According to industry journal Automotive News and business paper Reuters, the Chinese company behind the offer is one familiar to Australian buyers: Great Wall Motors.
The titles cite unnamed insiders, who claim executives for Fiat Chrysler had flown to China for talks with Great Wall, although other sources reportedly suggested Dongfeng Motor Corp, Zhejiang Geely Holding Group or Guangzhou Automobile Group - the latter being an existing partner to FCA - had also shown interest.
Reuters even has a quote to back up its report, with a Great Wall spokesperson telling the paper: “With respect to this case, we currently have an intention to acquire. We are interested in (FCA).”
Of course, intent does not mean that talks have indeed occurred, and according to FCA, they most certainly have not.
"In response to market rumours regarding a potential interest of Great Wall Motors in the Jeep brand, Fiat Chrysler Automobiles, confirmed that it has not been approached by Great Wall Motors in connection with the Jeep brand or any other matter relating to its business," the company said in a statement today.
Still, a first date may not be far away, with Automotive News quoting Great wall's president, Wang Fengying, directly. He told the journal his company is "connecting with FCA".
Shortly after, spokesperson Xu Hui said that while Great Wall has made no secret of its interest, there has not yet been official contact.
"We are deeply interested in the Jeep brand and have paid close attention to it for a long time...Our strategic goal is to become the world’s largest SUV maker," he added.
"Acquiring Jeep, a global SUV brand, would enable us to achieve our goal sooner and better."
If Fiat Chrysler were to confirm its interest in selling the Jeep brand - comfortably its best-performing marque - Great Wall could even be outplayed by an established western car maker. GM, for one, might like to replace the shuttered Hummer brand with the even more revered Jeep badge.

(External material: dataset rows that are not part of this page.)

// =============================================================================
// SWAPFRAME DEMO - Instanced quads through the frame driver
// =============================================================================
//
// Renders a grid of coloured quads that sway over time. The quad shaders are
// compiled by build.rs; without them the demo only clears the screen.
//
// FRAME FLOW (owned by swapframe::run):
// 1. update()  - nothing per frame, instances are static
// 2. render()  - begin pass, bind pipeline, push time, draw instances
// 3. resize()  - rebuild framebuffers, pipeline and projection
//
// =============================================================================

use anyhow::Result;
use ash::vk;
use bytemuck::{Pod, Zeroable};
use glam::Mat4;
use std::path::Path;
use std::time::Instant;
use winit::window::Window;

use swapframe::backend::pipeline::RasterizerState;
use swapframe::backend::vertex::{attribute, binding_for, INSTANCE_BINDING, VERTEX_BINDING};
use swapframe::backend::{
    Model, Pipeline, PipelineDesc, RenderTargetPass, UniformBuffer, VertexLayout,
};
use swapframe::{Config, FrameState, RenderCallbacks};

const VERTEX_SHADER: &str = concat!(env!("CARGO_MANIFEST_DIR"), "/shaders/quad.vert.spv");
const FRAGMENT_SHADER: &str = concat!(env!("CARGO_MANIFEST_DIR"), "/shaders/quad.frag.spv");

const GRID: usize = 8;

fn main() -> Result<()> {
    swapframe::init_logging();
    let config = Config::load();

    log::info!("Starting swapframe demo");
    log::info!(
        "Window: {}x{} ({})",
        config.window.width,
        config.window.height,
        if config.window.fullscreen { "fullscreen" } else { "windowed" }
    );
    log::info!("Present mode: {}", config.graphics.present_mode);

    let demo = QuadDemo::new(&config);
    swapframe::run(config, demo)
}

// =============================================================================
// GPU DATA
// =============================================================================

#[repr(C)]
#[derive(Debug, Clone, Copy, Pod, Zeroable)]
struct QuadVertex {
    position: [f32; 2],
}

impl VertexLayout for QuadVertex {
    fn binding() -> vk::VertexInputBindingDescription {
        binding_for::<Self>(VERTEX_BINDING, vk::VertexInputRate::VERTEX)
    }

    fn attributes() -> Vec<vk::VertexInputAttributeDescription> {
        vec![attribute(VERTEX_BINDING, 0, vk::Format::R32G32_SFLOAT, 0)]
    }
}

#[repr(C)]
#[derive(Debug, Clone, Copy, Pod, Zeroable)]
struct QuadInstance {
    offset: [f32; 2],
    color: [f32; 4],
}

impl VertexLayout for QuadInstance {
    fn binding() -> vk::VertexInputBindingDescription {
        binding_for::<Self>(INSTANCE_BINDING, vk::VertexInputRate::INSTANCE)
    }

    fn attributes() -> Vec<vk::VertexInputAttributeDescription> {
        vec![
            attribute(INSTANCE_BINDING, 1, vk::Format::R32G32_SFLOAT, 0),
            attribute(INSTANCE_BINDING, 2, vk::Format::R32G32B32A32_SFLOAT, 8),
        ]
    }
}

#[repr(C)]
#[derive(Debug, Clone, Copy, Pod, Zeroable)]
struct SceneUniforms {
    projection: Mat4,
}

impl SceneUniforms {
    /// Orthographic projection keeping a [-1, 1] square visible at any aspect
    fn for_extent(width: u32, height: u32) -> Self {
        let aspect = width as f32 / height.max(1) as f32;
        let (half_w, half_h) = if aspect >= 1.0 { (aspect, 1.0) } else { (1.0, 1.0 / aspect) };
        Self {
            projection: Mat4::orthographic_rh(-half_w, half_w, -half_h, half_h, -1.0, 1.0),
        }
    }
}

const QUAD_VERTICES: [QuadVertex; 4] = [
    QuadVertex { position: [-0.5, -0.5] },
    QuadVertex { position: [0.5, -0.5] },
    QuadVertex { position: [0.5, 0.5] },
    QuadVertex { position: [-0.5, 0.5] },
];
const QUAD_INDICES: [u16; 6] = [0, 1, 2, 2, 3, 0];

fn grid_instances() -> Vec<QuadInstance> {
    let step = 2.0 / GRID as f32;
    (0..GRID * GRID)
        .map(|i| {
            let (x, y) = ((i % GRID) as f32, (i / GRID) as f32);
            QuadInstance {
                offset: [-1.0 + step * (x + 0.5), -1.0 + step * (y + 0.5)],
                color: [x / GRID as f32, y / GRID as f32, 0.6, 1.0],
            }
        })
        .collect()
}

// =============================================================================
// APPLICATION
// =============================================================================

struct QuadDemo {
    clear_color: [f32; 4],
    depth: bool,
    msaa: bool,
    started: Instant,
    // Dropped in cleanup(), before the device
    scene: Option<Scene>,
}

struct Scene {
    quads: Option<Quads>,
    pass: RenderTargetPass,
}

struct Quads {
    pipeline: Pipeline,
    model: Model<QuadVertex, u16, QuadInstance>,
    uniforms: UniformBuffer<SceneUniforms>,
}

impl QuadDemo {
    fn new(config: &Config) -> Self {
        Self {
            clear_color: config.graphics.clear_color,
            depth: config.graphics.depth,
            msaa: config.graphics.msaa,
            started: Instant::now(),
            scene: None,
        }
    }

    fn create_quads(state: &FrameState, pass: &RenderTargetPass) -> Result<Quads> {
        let instances = grid_instances();
        let mut model = Model::new(
            &state.device,
            &state.commands,
            &QUAD_VERTICES,
            &QUAD_INDICES,
            instances.len(),
        )?;
        model.set_instances(&state.commands, &instances)?;

        let mut uniforms = UniformBuffer::new(&state.device, state.max_frames_in_flight)?;
        let extent = state.swapchain.extent;
        uniforms.update(&SceneUniforms::for_extent(extent.width, extent.height))?;

        let mut pipeline = Pipeline::new(&state.device, state.max_frames_in_flight);
        pipeline.create_descriptor_set_layout(|bindings| {
            bindings.push(
                vk::DescriptorSetLayoutBinding::default()
                    .binding(0)
                    .descriptor_type(vk::DescriptorType::UNIFORM_BUFFER)
                    .descriptor_count(1)
                    .stage_flags(vk::ShaderStageFlags::VERTEX),
            );
        })?;
        pipeline.create_descriptor_pool(|sizes, frames| {
            sizes.push(vk::DescriptorPoolSize {
                ty: vk::DescriptorType::UNIFORM_BUFFER,
                descriptor_count: frames,
            });
        })?;

        let buffer_infos: Vec<_> = (0..uniforms.len()).map(|slot| uniforms.descriptor_info(slot)).collect();
        pipeline.create_descriptor_sets(move |device, set, slot| {
            let info = [buffer_infos[slot]];
            let write = vk::WriteDescriptorSet::default()
                .dst_set(set)
                .dst_binding(0)
                .descriptor_type(vk::DescriptorType::UNIFORM_BUFFER)
                .buffer_info(&info);
            unsafe { device.update_descriptor_sets(&[write], &[]) };
        })?;

        let desc = PipelineDesc::new(VERTEX_SHADER, FRAGMENT_SHADER)
            .rasterizer(RasterizerState {
                cull_mode: vk::CullModeFlags::NONE,
                ..Default::default()
            })
            .push_constant(vk::PushConstantRange {
                stage_flags: vk::ShaderStageFlags::VERTEX,
                offset: 0,
                size: std::mem::size_of::<f32>() as u32,
            });
        pipeline.create::<QuadVertex, QuadInstance, _>(pass, desc)?;

        Ok(Quads {
            pipeline,
            model,
            uniforms,
        })
    }
}

impl RenderCallbacks for QuadDemo {
    fn init(&mut self, state: &mut FrameState, _window: &Window, width: u32, height: u32) -> Result<()> {
        log::info!("Demo init at {}x{}", width, height);
        let pass = RenderTargetPass::new(&state.device, &state.swapchain, self.depth, self.msaa)?;

        let shaders_present = Path::new(VERTEX_SHADER).exists() && Path::new(FRAGMENT_SHADER).exists();
        let quads = if shaders_present {
            Some(Self::create_quads(state, &pass)?)
        } else {
            log::warn!("Compiled shaders not found, rendering clear color only");
            None
        };

        self.scene = Some(Scene { quads, pass });
        Ok(())
    }

    fn render(&mut self, _state: &FrameState, cmd: vk::CommandBuffer, image_index: u32, frame: usize) -> Result<()> {
        let Some(scene) = &self.scene else {
            return Ok(());
        };

        let clear_values = scene.pass.clear_values(self.clear_color);
        scene.pass.begin(cmd, image_index, &clear_values);

        if let Some(quads) = &scene.quads {
            let time = self.started.elapsed().as_secs_f32();
            quads.pipeline.bind(cmd, frame);
            quads
                .pipeline
                .push_constants(cmd, vk::ShaderStageFlags::VERTEX, 0, bytemuck::bytes_of(&time));
            quads.model.draw(cmd);
        }

        scene.pass.end(cmd);
        Ok(())
    }

    fn resize(&mut self, state: &mut FrameState, width: u32, height: u32) -> Result<()> {
        let Some(scene) = &mut self.scene else {
            return Ok(());
        };

        scene.pass.recreate(&state.swapchain)?;
        if let Some(quads) = &mut scene.quads {
            quads.pipeline.recreate(&scene.pass)?;
            // Device is idle during a rebuild, so every slot can be rewritten
            quads.uniforms.update(&SceneUniforms::for_extent(width, height))?;
        }
        Ok(())
    }

    fn cleanup(&mut self, _state: &mut FrameState) {
        self.scene = None;
        log::info!("Demo resources released");
    }
}

#[cfg(test)]
mod tests {
    use super::*;
    use approx::assert_relative_eq;

    #[test]
    fn instance_layout_matches_struct() {
        let attributes = QuadInstance::attributes();
        assert_eq!(attributes[1].offset as usize, std::mem::offset_of!(QuadInstance, color));
        assert_eq!(QuadInstance::binding().stride as usize, std::mem::size_of::<QuadInstance>());
    }

    #[test]
    fn grid_fills_unit_square() {
        let instances = grid_instances();
        assert_eq!(instances.len(), GRID * GRID);
        for instance in &instances {
            assert!(instance.offset.iter().all(|v| v.abs() < 1.0));
        }
    }

    #[test]
    fn projection_keeps_square_visible() {
        let wide = SceneUniforms::for_extent(1600, 800).projection;
        let corner = wide.project_point3(glam::Vec3::new(1.0, 1.0, 0.0));
        assert_relative_eq!(corner.x, 0.5, epsilon = 1e-6);
        assert_relative_eq!(corner.y, 1.0, epsilon = 1e-6);
    }
}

Outside of American players, the Volkswagen Group could show interest, and the wealthy Tata and Mahindra companies of India would also be potential contenders.
FCA has made Jeep a valuable proposition since taking the brand over in 2009, increasing its global sales from around 500,000 at that time to nearly 1.5 million by 2016. The company expects to sell 2 million vehicles globally in 2018.